//! Retrying JSON forwarder for worker-to-ingest delivery.
//!
//! Both the notification connector and the media listener POST normalized
//! payloads to the ingest API. Transient failures (5xx, network) are retried
//! with exponential backoff and ±20% jitter; 4xx responses are terminal for
//! a payload since retrying cannot fix them.

use std::time::Duration;

use rand::Rng;
use serde_json::Value;

use crate::config::RetryPolicy;
use crate::error::{CallwatchError, CallwatchResult};

/// JSON forwarder bound to one target URL.
pub struct Forwarder {
    client: reqwest::Client,
    url: String,
    token: String,
    retry: RetryPolicy,
}

impl Forwarder {
    /// Creates a forwarder; `token` is sent as `X-Cloud-Token` when non-empty.
    pub fn new(client: reqwest::Client, url: String, token: String, retry: RetryPolicy) -> Self {
        Self {
            client,
            url,
            token,
            retry,
        }
    }

    /// Delivers one payload, retrying transient failures.
    ///
    /// Backoff is `base × 2^attempt`, jittered ±20%. After the final attempt
    /// the last error is returned; callers count it and keep consuming.
    pub async fn send(&self, payload: &Value) -> CallwatchResult<()> {
        let mut last_error = None;

        for attempt in 0..self.retry.max_attempts {
            if attempt > 0 {
                let delay = backoff_delay(self.retry.backoff_seconds, attempt);
                log::info!(
                    "[Forward] Retrying {} (attempt {}/{}) after {:.2}s",
                    self.url,
                    attempt + 1,
                    self.retry.max_attempts,
                    delay.as_secs_f64()
                );
                tokio::time::sleep(delay).await;
            }

            match self.try_send(payload).await {
                Ok(()) => return Ok(()),
                Err(e @ CallwatchError::Upstream(_)) => {
                    log::warn!("[Forward] {} transient error: {}", self.url, e);
                    last_error = Some(e);
                }
                Err(e) => return Err(e),
            }
        }

        Err(last_error.unwrap_or_else(|| CallwatchError::Upstream("retry budget empty".into())))
    }

    async fn try_send(&self, payload: &Value) -> CallwatchResult<()> {
        let mut request = self.client.post(&self.url).json(payload);
        if !self.token.is_empty() {
            request = request.header("X-Cloud-Token", &self.token);
        }
        let response = request
            .send()
            .await
            .map_err(|e| CallwatchError::Upstream(e.to_string()))?;

        let status = response.status();
        if status.is_success() {
            Ok(())
        } else if status.is_server_error() {
            Err(CallwatchError::Upstream(format!("HTTP {}", status)))
        } else if status.as_u16() == 401 || status.as_u16() == 403 {
            Err(CallwatchError::Auth(format!("HTTP {}", status)))
        } else {
            Err(CallwatchError::Protocol(format!("HTTP {}", status)))
        }
    }
}

/// Exponential backoff with ±20% jitter.
fn backoff_delay(base_seconds: f64, attempt: u32) -> Duration {
    let exp = base_seconds * f64::powi(2.0, attempt.saturating_sub(1) as i32);
    let jitter = rand::thread_rng().gen_range(0.8..=1.2);
    Duration::from_secs_f64((exp * jitter).max(0.0))
}

#[cfg(test)]
mod tests {
    use super::*;

    #[test]
    fn backoff_doubles_per_attempt_within_jitter() {
        for attempt in 1..5u32 {
            let expected = 0.5 * f64::powi(2.0, attempt as i32 - 1);
            let delay = backoff_delay(0.5, attempt).as_secs_f64();
            assert!(
                delay >= expected * 0.8 - 1e-9 && delay <= expected * 1.2 + 1e-9,
                "attempt {} delay {} outside [{}, {}]",
                attempt,
                delay,
                expected * 0.8,
                expected * 1.2
            );
        }
    }
}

** What is needed **
Each line in the records that carries "HTTP" must be copied out.

** Task result **
            Err(CallwatchError::Upstream(format!("HTTP {}", status)))
            Err(CallwatchError::Auth(format!("HTTP {}", status)))
            Err(CallwatchError::Protocol(format!("HTTP {}", status)))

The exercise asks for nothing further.